И здесь все те же постоянные мольеровские лица – буржуа, мечтающий о дворянстве, дворянин, унижающийся до прихлебательства, влюбленные, разлучаемые родительским самодурством, краснобаи, надувающие маньяков-слепцов. Только непривычный свет падает на эту уже знакомую картину. Нет прежней крепкой веры в возможность наставить заблуждающегося на путь истины. Но нет и недавней едкой горечи, беспощадного стирания позолоты со всех пилюль. Слуги, часто движущие действие у Мольера, и в последних его пьесах находят выход из тупика; и, как всегда, важен сам способ, которым они это делают. Ковьель из «Мещанина во дворянстве» и Туанета из «Мнимого больного» в близком родстве с Дориной (во всяком случае, более близком, чем со Сбригани). Однако в «Тартюфе» решением задачи было извлечь подлинную суть вещей из-под нагромождения лживых слов.
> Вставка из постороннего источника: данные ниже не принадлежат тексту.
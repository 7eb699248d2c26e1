//! Session tokens and the authentication middleware
//!
//! Every route except `/` runs behind [`authentication_middleware`]: it decodes the
//! bearer token, enforces the email-domain allowlist and resolves the caller to a
//! stored [`User`] (by email), creating it on first contact.

use crate::core::{AppError, AppState};
use crate::dtos::CreateUserDTO;
use crate::entities::User;
use crate::repositories::Create;
use axum::extract::State;
use axum::{Error, body::Body, extract::Request, http, http::Response, middleware::Next};
use chrono::{Duration, Utc};
use jsonwebtoken::{DecodingKey, EncodingKey, Header, TokenData, Validation, decode, encode};
use serde::{Deserialize, Serialize};
use std::sync::Arc;
use tracing::{debug, error, info, instrument, warn};

/// Lifetime of the tokens issued by the sign-in callback
pub const TOKEN_LIFETIME_HOURS: i64 = 24;

/// Content of the session token
#[derive(Debug, Serialize, Deserialize)]
pub struct Claims {
    pub sub: String, // identity-provider id of the user
    pub email: String,
    #[serde(default, skip_serializing_if = "Option::is_none")]
    pub name: Option<String>,
    #[serde(default, skip_serializing_if = "Option::is_none")]
    pub picture: Option<String>,
    pub exp: usize,
    pub iat: usize,
}

/// The caller as described by the identity provider.
/// `id` may differ from the stored user id, which is why lookups go through the email.
#[derive(Debug, Clone, PartialEq, Serialize, Deserialize)]
pub struct SessionUser {
    pub id: String,
    pub email: String,
    pub name: Option<String>,
    pub image: Option<String>,
}

impl From<Claims> for SessionUser {
    fn from(claims: Claims) -> Self {
        Self {
            id: claims.sub,
            email: claims.email,
            name: claims.name,
            image: claims.picture,
        }
    }
}

#[instrument(skip(secret, user), fields(email = %user.email, id = %user.id))]
pub fn encode_jwt(user: &SessionUser, secret: &str) -> Result<String, Error> {
    debug!("Encoding JWT token for user");
    let now = Utc::now();
    let exp = (now + Duration::hours(TOKEN_LIFETIME_HOURS)).timestamp() as usize;
    let iat = now.timestamp() as usize;
    let claims = Claims {
        sub: user.id.clone(),
        email: user.email.clone(),
        name: user.name.clone(),
        picture: user.image.clone(),
        exp,
        iat,
    };

    encode(
        &Header::default(),
        &claims,
        &EncodingKey::from_secret(secret.as_ref()),
    )
    .map(|token| {
        info!("JWT token encoded successfully");
        token
    })
    .map_err(|e| {
        error!("Failed to encode JWT token: {:?}", e);
        Error::new("Error in encoding jwt token")
    })
}

#[instrument(skip(jwt_token, secret))]
pub fn decode_jwt(jwt_token: &str, secret: &str) -> Result<TokenData<Claims>, Error> {
    debug!("Decoding JWT token");
    decode(
        jwt_token,
        &DecodingKey::from_secret(secret.as_ref()),
        &Validation::default(),
    )
    .map(|data: TokenData<Claims>| {
        debug!("JWT token decoded for {}", data.claims.email);
        data
    })
    .map_err(|e| {
        warn!("Failed to decode JWT token: {:?}", e);
        Error::new("Error in decoding jwt token")
    })
}

/// An empty allowlist admits every domain; matching ignores case.
pub fn email_domain_allowed(email: &str, allowed_domains: &[String]) -> bool {
    if allowed_domains.is_empty() {
        return true;
    }
    match email.rsplit_once('@') {
        Some((_, domain)) => allowed_domains
            .iter()
            .any(|allowed| allowed.eq_ignore_ascii_case(domain)),
        None => false,
    }
}

/// Finds the stored user for a session by email, creating one on first contact.
/// A new user also takes over the email-only invitations addressed to it.
#[instrument(skip(state, session), fields(email = %session.email))]
pub async fn resolve_or_register_user(
    state: &AppState,
    session: &SessionUser,
) -> Result<User, AppError> {
    if let Some(user) = state.user.find_by_email(&session.email).await? {
        return Ok(user);
    }

    info!("First sign-in, registering user {}", session.id);
    let new_user = CreateUserDTO {
        user_id: session.id.clone(),
        name: Some(
            session
                .name
                .clone()
                .unwrap_or_else(|| "Unknown User".to_string()),
        ),
        email: session.email.clone(),
        image: session.image.clone(),
    };

    let user = match state.user.create(&new_user).await {
        Ok(user) => user,
        Err(e) => {
            // a concurrent request may have registered the same email first
            warn!("User creation failed, retrying lookup: {:?}", e);
            state
                .user
                .find_by_email(&session.email)
                .await?
                .ok_or_else(|| AppError::from(e))?
        }
    };

    let linked = state
        .attendance
        .link_email_to_user(&user.email, &user.user_id)
        .await?;
    if linked > 0 {
        info!("Linked {} pending invitations to {}", linked, user.user_id);
    }

    Ok(user)
}

#[instrument(skip(state, req, next))]
pub async fn authentication_middleware(
    State(state): State<Arc<AppState>>,
    mut req: Request,
    next: Next,
) -> Result<Response<Body>, AppError> {
    debug!("Running authentication middleware");
    let auth_header = match req.headers().get(http::header::AUTHORIZATION) {
        Some(header) => header.to_str().map_err(|_| {
            warn!("Invalid authorization header format");
            AppError::unauthorized("Unauthorized")
        })?,
        None => {
            warn!("Missing authorization header");
            return Err(AppError::unauthorized("Unauthorized"));
        }
    };

    let token = auth_header
        .strip_prefix("Bearer ")
        .map(str::trim)
        .filter(|t| !t.is_empty())
        .ok_or_else(|| {
            warn!("Authorization header is not a bearer token");
            AppError::unauthorized("Unauthorized")
        })?;

    let token_data = decode_jwt(token, &state.auth_secret)
        .map_err(|_| AppError::unauthorized("Unauthorized"))?;
    let session = SessionUser::from(token_data.claims);

    if !email_domain_allowed(&session.email, &state.allowed_email_domains) {
        warn!("Email domain not allowed: {}", session.email);
        return Err(AppError::forbidden("Email domain not allowed"));
    }

    let current_user = resolve_or_register_user(&state, &session).await?;
    debug!("Request authenticated as {}", current_user.user_id);

    req.extensions_mut().insert(session);
    req.extensions_mut().insert(current_user);
    Ok(next.run(req).await)
}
В «Мещанине» и «Больном» «вещи» и «слова» противостоят не как правда и ложь, но как действительность и воображение, они не исключают друг друга, а кружатся в одном хороводе. Из господина Журдена не выбьешь его тщеславной дури, Аргана не отучишь от мнительности и страсти лечиться. Но если снизойти к их слабостям, то, произведя фантастическим, карнавальным обрядом одного в мамамуши, другого в доктора, можно рассеять снедающее их тревожное беспокойство, спасти окружающих от пагубных последствий их безумия, обратить в легкую шутку то, что грозило взорваться непоправимым несчастьем.